BEGIN RECORDS PROVIDED
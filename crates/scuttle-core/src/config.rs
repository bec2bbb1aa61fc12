//! Simulation configuration
//!
//! All knobs of the medium, the relays and the replication layer. Every
//! struct has a `Default` and the medium has presets ranging from a perfect
//! channel to a hostile one. Configurations derive serde so an external
//! loader can read them from a parameter file.

use serde::{Deserialize, Serialize};

use crate::{RandomSource, ScuttleError, ScuttleResult};

/// Extra delay added to every delivery, in ticks
#[derive(Clone, Debug, PartialEq, Serialize, Deserialize)]
#[serde(tag = "kind", rename_all = "snake_case")]
pub enum Jitter {
    None,
    /// Uniform in `[0, max)`
    Uniform { max: f64 },
    /// Normal, clamped at zero
    Normal { mean: f64, std_dev: f64 },
}

impl Jitter {
    /// Sample a jitter value
    pub fn sample(&self, rng: &mut dyn RandomSource) -> f64 {
        match self {
            Jitter::None => 0.0,
            Jitter::Uniform { max } => rng.uniform() * max,
            Jitter::Normal { mean, std_dev } => rng.normal(*mean, *std_dev).max(0.0),
        }
    }
}

/// Per-delivery loss decision
#[derive(Clone, Debug, PartialEq, Serialize, Deserialize)]
#[serde(tag = "kind", rename_all = "snake_case")]
pub enum LossModel {
    None,
    /// Every delivery is lost independently with probability `probability`
    Uniform { probability: f64 },
    /// Distance-dependent bit errors: the signal-to-noise ratio falls with
    /// log-distance path loss plus gaussian noise, and a frame survives only
    /// if all of its bits do
    Snr {
        snr_db: f64,
        noise_std_dev_db: f64,
        reference_distance: f64,
        path_loss_exponent: f64,
        frame_bits: u32,
    },
}

impl LossModel {
    /// Decide whether one delivery over `distance` is lost
    pub fn is_lost(&self, distance: f64, rng: &mut dyn RandomSource) -> bool {
        match self {
            LossModel::None => false,
            LossModel::Uniform { probability } => rng.chance(*probability),
            LossModel::Snr { .. } => {
                let survival = self.survival_probability(distance, rng);
                !rng.chance(survival)
            }
        }
    }

    /// Probability that a frame crosses `distance` intact, noise sampled
    fn survival_probability(&self, distance: f64, rng: &mut dyn RandomSource) -> f64 {
        match self {
            LossModel::None => 1.0,
            LossModel::Uniform { probability } => 1.0 - probability,
            LossModel::Snr {
                snr_db,
                noise_std_dev_db,
                reference_distance,
                path_loss_exponent,
                frame_bits,
            } => {
                let ratio = (distance / reference_distance).max(f64::MIN_POSITIVE);
                let path_loss = 10.0 * path_loss_exponent * ratio.log10();
                let received_db = snr_db - path_loss - rng.normal(0.0, *noise_std_dev_db);
                let snr = 10f64.powf(received_db / 10.0);
                let bit_error = 0.5 * (-snr / 2.0).exp();
                (1.0 - bit_error).powi(*frame_bits as i32)
            }
        }
    }
}

/// Broadcast medium parameters
#[derive(Clone, Debug, PartialEq, Serialize, Deserialize)]
pub struct MediumConfig {
    /// Relays further apart than this never hear each other
    pub broadcast_range: f64,
    /// Distance units covered per tick
    pub propagation_speed: f64,
    /// Ticks a frame occupies the channel at the receiver
    pub transmission_time: f64,
    pub jitter: Jitter,
    pub loss: LossModel,
    /// Overlapping receptions at one relay destroy each other
    pub collisions: bool,
    /// Deliveries per directed link per tick, 0 for unlimited
    pub link_bandwidth: usize,
}

impl Default for MediumConfig {
    fn default() -> Self {
        MediumConfig {
            broadcast_range: 100.0,
            propagation_speed: 100.0,
            transmission_time: 0.05,
            jitter: Jitter::Uniform { max: 0.5 },
            loss: LossModel::Uniform { probability: 0.01 },
            collisions: false,
            link_bandwidth: 64,
        }
    }
}

impl MediumConfig {
    /// Perfect channel: no jitter, loss, collisions or bandwidth cap
    pub fn ideal() -> Self {
        MediumConfig {
            jitter: Jitter::None,
            loss: LossModel::None,
            collisions: false,
            link_bandwidth: 0,
            ..Default::default()
        }
    }

    /// Good radio conditions
    pub fn good() -> Self {
        MediumConfig {
            jitter: Jitter::Uniform { max: 0.2 },
            loss: LossModel::Uniform { probability: 0.001 },
            ..Default::default()
        }
    }

    /// Poor radio conditions
    pub fn poor() -> Self {
        MediumConfig {
            jitter: Jitter::Normal {
                mean: 0.5,
                std_dev: 0.5,
            },
            loss: LossModel::Uniform { probability: 0.1 },
            collisions: true,
            link_bandwidth: 32,
            ..Default::default()
        }
    }

    /// Hostile radio conditions
    pub fn hostile() -> Self {
        MediumConfig {
            jitter: Jitter::Normal {
                mean: 1.0,
                std_dev: 1.0,
            },
            loss: LossModel::Uniform { probability: 0.3 },
            collisions: true,
            link_bandwidth: 8,
            ..Default::default()
        }
    }

    /// Distance-dependent loss calibrated to the broadcast range
    pub fn radio() -> Self {
        let range = 100.0;
        MediumConfig {
            broadcast_range: range,
            loss: LossModel::Snr {
                snr_db: 24.0,
                noise_std_dev_db: 1.0,
                reference_distance: range / 4.0,
                path_loss_exponent: 2.6,
                frame_bits: 8 * 256,
            },
            ..Default::default()
        }
    }

    pub fn validate(&self) -> ScuttleResult<()> {
        if !(self.broadcast_range > 0.0) {
            return Err(invalid("broadcast_range must be positive"));
        }
        if !(self.propagation_speed > 0.0) {
            return Err(invalid("propagation_speed must be positive"));
        }
        if !(self.transmission_time >= 0.0) {
            return Err(invalid("transmission_time must not be negative"));
        }
        match &self.jitter {
            Jitter::None => {}
            Jitter::Uniform { max } if *max < 0.0 => {
                return Err(invalid("uniform jitter max must not be negative"))
            }
            Jitter::Normal { std_dev, .. } if *std_dev < 0.0 => {
                return Err(invalid("jitter std_dev must not be negative"))
            }
            _ => {}
        }
        match &self.loss {
            LossModel::Uniform { probability } if !(0.0..=1.0).contains(probability) => {
                Err(invalid("loss probability must be within [0, 1]"))
            }
            LossModel::Snr {
                reference_distance,
                frame_bits,
                ..
            } if *reference_distance <= 0.0 || *frame_bits == 0 => Err(invalid(
                "snr loss needs a positive reference distance and frame size",
            )),
            _ => Ok(()),
        }
    }
}

/// How a relay treats waves that arrive ahead of the next expected one
#[derive(Clone, Copy, Debug, PartialEq, Eq, Serialize, Deserialize)]
#[serde(rename_all = "snake_case")]
pub enum DeliveryPolicy {
    /// Drop anything out of order, no retransmission
    StrictOrder,
    /// Buffer out-of-order waves, no retransmission
    BufferedReorder,
    /// Buffer out-of-order waves and pull gaps with ARQ requests
    RequestResponse,
}

impl DeliveryPolicy {
    pub fn buffers(self) -> bool {
        !matches!(self, DeliveryPolicy::StrictOrder)
    }

    pub fn requests_retransmission(self) -> bool {
        matches!(self, DeliveryPolicy::RequestResponse)
    }
}

/// Relay behaviour
#[derive(Clone, Debug, PartialEq, Serialize, Deserialize)]
pub struct RelayConfig {
    pub delivery: DeliveryPolicy,
    /// Ticks between ARQ rounds
    pub arq_interval: u64,
    /// Ticks between attempts to open a replication session
    pub gossip_interval: u64,
    /// Ticks between neighbor table refreshes
    pub neighbor_refresh_interval: u64,
    /// Out-of-order waves held per source
    pub max_buffered_per_source: usize,
    /// Waves re-forwarded in answer to one ARQ request
    pub max_retransmit_per_request: usize,
}

impl Default for RelayConfig {
    fn default() -> Self {
        RelayConfig {
            delivery: DeliveryPolicy::RequestResponse,
            arq_interval: 5,
            gossip_interval: 10,
            neighbor_refresh_interval: 20,
            max_buffered_per_source: 1024,
            max_retransmit_per_request: 32,
        }
    }
}

impl RelayConfig {
    pub fn validate(&self) -> ScuttleResult<()> {
        if self.arq_interval == 0 || self.gossip_interval == 0 || self.neighbor_refresh_interval == 0 {
            return Err(invalid("relay intervals must be at least one tick"));
        }
        if self.max_retransmit_per_request == 0 {
            return Err(invalid("max_retransmit_per_request must be positive"));
        }
        Ok(())
    }
}

/// Which feeds a participant replicates
#[derive(Clone, Copy, Debug, PartialEq, Eq, Serialize, Deserialize)]
#[serde(rename_all = "snake_case")]
pub enum InterestMode {
    /// Replicate every feed heard of
    Open,
    /// Replicate followed feeds and the feeds they follow, minus blocks
    Transitive,
}

/// What happens to the log of a feed once it is blocked
#[derive(Clone, Copy, Debug, PartialEq, Eq, Serialize, Deserialize)]
#[serde(rename_all = "snake_case")]
pub enum BlockPolicy {
    /// Drop the log
    Purge,
    /// Stop replicating but keep the log aside, restored on unblock
    Retain,
}

/// Replication layer behaviour
#[derive(Clone, Debug, PartialEq, Serialize, Deserialize)]
pub struct GossipConfig {
    pub interest: InterestMode,
    pub block_policy: BlockPolicy,
    /// Ticks a session may stay open before it is abandoned
    pub session_timeout: u64,
}

impl Default for GossipConfig {
    fn default() -> Self {
        GossipConfig {
            interest: InterestMode::Open,
            block_policy: BlockPolicy::Purge,
            session_timeout: 60,
        }
    }
}

impl GossipConfig {
    pub fn transitive() -> Self {
        GossipConfig {
            interest: InterestMode::Transitive,
            ..Default::default()
        }
    }
}

/// Complete simulation configuration
#[derive(Clone, Debug, Default, PartialEq, Serialize, Deserialize)]
pub struct SimConfig {
    pub seed: u64,
    pub medium: MediumConfig,
    pub relay: RelayConfig,
    pub gossip: GossipConfig,
}

impl SimConfig {
    /// Check every parameter before a simulation starts
    pub fn validate(&self) -> ScuttleResult<()> {
        self.medium.validate()?;
        self.relay.validate()?;
        if self.gossip.session_timeout == 0 {
            return Err(invalid("session_timeout must be at least one tick"));
        }
        Ok(())
    }
}

fn invalid(reason: &str) -> ScuttleError {
    ScuttleError::InvalidConfig(reason.to_string())
}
END RECORDS PROVIDED
* WHAT IS REQUIRED: The required output is every line above that contains the string "must".

* WRITTEN REPLY:
            return Err(invalid("broadcast_range must be positive"));
            return Err(invalid("propagation_speed must be positive"));
            return Err(invalid("transmission_time must not be negative"));
                return Err(invalid("uniform jitter max must not be negative"))
                return Err(invalid("jitter std_dev must not be negative"))
                Err(invalid("loss probability must be within [0, 1]"))
            return Err(invalid("relay intervals must be at least one tick"));
            return Err(invalid("max_retransmit_per_request must be positive"));
            return Err(invalid("session_timeout must be at least one tick"));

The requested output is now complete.